Airforce Technology reports in a recent analysis feature that the US Air Force (USAF) is discussing using heavy-lift uncrewed aerial vehicles (UAV) for collecting service members stranded in combat, according to its Chief of Staff, General Charles Brown, in remarks made to the American Enterprise Association: “ Part of the discussion is how do you use autonomous vehicles that might go out and pick isolated personnel up in a high threat environment?”
The news magazine reports that since April 2020 the USAF has been engaged in a research programme, Agility Prime, to develop its own eVTOL aircraft to serve as autonomous aerial vehicles. Colonel Nathan Diller, director of AFWERX, the innovation arm of the USAF Research Laboratory, was quoted: “Electric vertical takeoff and landing has potentially some advantages…With electric…in general the idea is there’s going to be reduced operational maintenance. With electric I’m able to control more effectively my acoustic signature. Then the other piece is the simplified vehicle operations.”
Through the Department of the Air Force Small Business Innovation Research (SBIR) and Small Business Technology Transition (STTR) programs, run by AFWERX AFVentures, the Agility Prime programme works with the small business community to advance the eVTOL industry, according to the USAF. “Agility Prime is a Department of the Air Force program and also includes collaboration with the Army for developing transformative vertical lift capabilities.

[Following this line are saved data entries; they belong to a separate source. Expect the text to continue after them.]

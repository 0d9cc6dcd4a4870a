//! Index construction and access.
//!
//! Construction runs in two passes over bounded memory: documents are
//! accumulated into sorted runs ([`run`]), then the runs are merged
//! ([`merge`]) and written out per term ([`writer`]). [`reader`] opens the
//! finished index for random access.

pub mod accumulator;
pub mod build;
pub mod direct;
pub mod merge;
pub mod paths;
pub mod reader;
pub mod run;
pub mod stats;
pub mod types;
pub mod vocabulary;
pub mod writer;

pub use paths::IndexPaths;
pub use reader::IndexReader;
pub use types::*;
pub use vocabulary::Vocabulary;
pub use writer::InvertedIndexWriter;
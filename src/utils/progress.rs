//! Progress bars for the build phases. Without the `progress` feature every
//! bar is a no-op.

#[cfg(feature = "progress")]
pub use indicatif::{ProgressBar, ProgressStyle};

#[cfg(not(feature = "progress"))]
pub use self::noop::*;

const BAR_TEMPLATE: &str =
    "{spinner:.green} [{elapsed_precise}] [{bar:40.cyan/blue}] {pos}/{len} ({percent}%) {msg}";

/// A counting bar of `len` steps, or `None` when progress output is off
pub fn progress_bar(len: u64, message: &'static str, enabled: bool) -> Option<ProgressBar> {
    if !enabled {
        return None;
    }
    let bar = ProgressBar::new(len);
    if let Ok(style) = ProgressStyle::default_bar().template(BAR_TEMPLATE) {
        bar.set_style(style.progress_chars("█▓▒░  "));
    }
    bar.set_message(message);
    Some(bar)
}

#[cfg(not(feature = "progress"))]
mod noop {
    /// No-op progress bar when `progress` feature is disabled
    #[derive(Clone)]
    pub struct ProgressBar;

    impl ProgressBar {
        pub fn new(_len: u64) -> Self {
            ProgressBar
        }

        pub fn set_style(&self, _style: ProgressStyle) {}
        pub fn set_message(&self, _msg: impl Into<std::borrow::Cow<'static, str>>) {}
        pub fn inc(&self, _delta: u64) {}
        pub fn finish_with_message(&self, _msg: impl Into<std::borrow::Cow<'static, str>>) {}
    }

    /// No-op progress style
    pub struct ProgressStyle;

    impl ProgressStyle {
        pub fn default_bar() -> Self {
            ProgressStyle
        }

        pub fn template(self, _template: &str) -> Result<Self, std::convert::Infallible> {
            Ok(self)
        }

        pub fn progress_chars(self, _chars: &str) -> Self {
            self
        }
    }
}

The USAF has made available a simulator facility at the Springfield-Beckley Municipal Airport near Wright-Patterson Air Force Base and the Air Force Research Laboratory in Dayton, Ohio. “The new Springfield facility is utilized by Beta Technologies, a Vermont-based aircraft manufacturing startup, California-based Joby Aviation — an aerospace company that develops electric vertical take-off and landing (eVTOL) aircraft — and LIFT Aircraft, a Texas firm that is also in the eVTOL space,” said a USAF press statement.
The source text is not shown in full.